* [INSTRUCTIONS TO FOLLOW]: Each line containing the string "ledger" should be copied out of the entries.

* [SOURCE MATERIAL]:
•••
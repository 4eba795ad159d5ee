//! OpShield Incident Remediation Runtime
//!
//! The runtime is the core of an autonomous operations agent: a
//! policy-gated perceive–reason–act–verify–learn loop for infrastructure
//! and security incidents. Observations enter the autonomy loop, an
//! external model proposes a tool invocation, deterministic policy rules
//! decide whether it runs, approved tools execute in sandboxed or shadow
//! environments, outcomes are scored, and structured memories feed back so
//! tool confidence, policy rules, and fix playbooks evolve over time.

pub mod approval;
pub mod autonomy;
pub mod config;
pub mod executor;
pub mod learning;
pub mod ledger;
pub mod memory;
pub mod outcomes;
pub mod policy;
pub mod reasoning;
pub mod registry;
pub mod sanitize;
pub mod shadow;
pub mod types;

// Re-export the main entry points.
pub use approval::{ApprovalGate, ApprovalRequest, ApprovalStatus};
pub use autonomy::{AutonomyLoop, KillSwitch, Observation, StepResult};
pub use config::RuntimeConfig;
pub use executor::{Outcome, ToolExecutor};
pub use learning::{LearningLoopOrchestrator, PlaybookEngine};
pub use ledger::TrustLedger;
pub use memory::{
    EconomicMemory, EpisodicStore, KnowledgeDistiller, MemoryLayers, PolicyMemory, SemanticStore,
};
pub use outcomes::{FailureClassifier, MutationEngine, OutcomeScorer};
pub use policy::{AgentState, PolicyDecision, PolicyEngine, ProposedAction};
pub use reasoning::{ModelProvider, ReasoningOrchestrator, TaskType};
pub use registry::{ToolRegistry, ToolSpec};
pub use sanitize::{ReasoningBundleBuilder, Sanitizer};
pub use shadow::ShadowRunner;
pub use types::{Environment, IncidentId, RiskLevel, RuntimeError, Severity};
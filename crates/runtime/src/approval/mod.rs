//! Human approval gate
//!
//! Machine-speed execution with human control: low-risk actions
//! auto-approve, sensitive or high-risk actions queue for a human, and the
//! autonomy loop suspends on the queue. Decisions wake waiters through a
//! notifier that is registered before status is checked, so a decision that
//! lands before polling starts is never missed.

mod gate;

pub use gate::{ApprovalGate, ApprovalRequest, ApprovalStatus};
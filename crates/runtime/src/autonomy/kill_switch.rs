//! Process-wide kill switch
//!
//! Monotonic once activated: every suspended wait in every incident loop
//! unblocks and refuses further tool execution. Only an operator may reset
//! it.

use std::sync::atomic::{AtomicBool, Ordering};

use tokio::sync::watch;

/// The global cancellation flag.
pub struct KillSwitch {
    active: AtomicBool,
    tx: watch::Sender<bool>,
}

impl Default for KillSwitch {
    fn default() -> Self {
        Self::new()
    }
}

impl KillSwitch {
    pub fn new() -> Self {
        let (tx, _) = watch::channel(false);
        Self {
            active: AtomicBool::new(false),
            tx,
        }
    }

    pub fn is_active(&self) -> bool {
        self.active.load(Ordering::SeqCst)
    }

    /// Activate the switch, waking every subscriber.
    pub fn activate(&self) {
        if !self.active.swap(true, Ordering::SeqCst) {
            tracing::error!("kill switch activated");
            let _ = self.tx.send(true);
        }
    }

    /// Operator-only reset.
    pub fn reset(&self) {
        if self.active.swap(false, Ordering::SeqCst) {
            tracing::warn!("kill switch reset by operator");
            let _ = self.tx.send(false);
        }
    }

    /// Subscribe for change notifications; used at suspension points to
    /// unblock waits.
    pub fn subscribe(&self) -> watch::Receiver<bool> {
        self.tx.subscribe()
    }
}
•••
* [EXERCISE RESULT]:
pub mod ledger;
pub use ledger::TrustLedger;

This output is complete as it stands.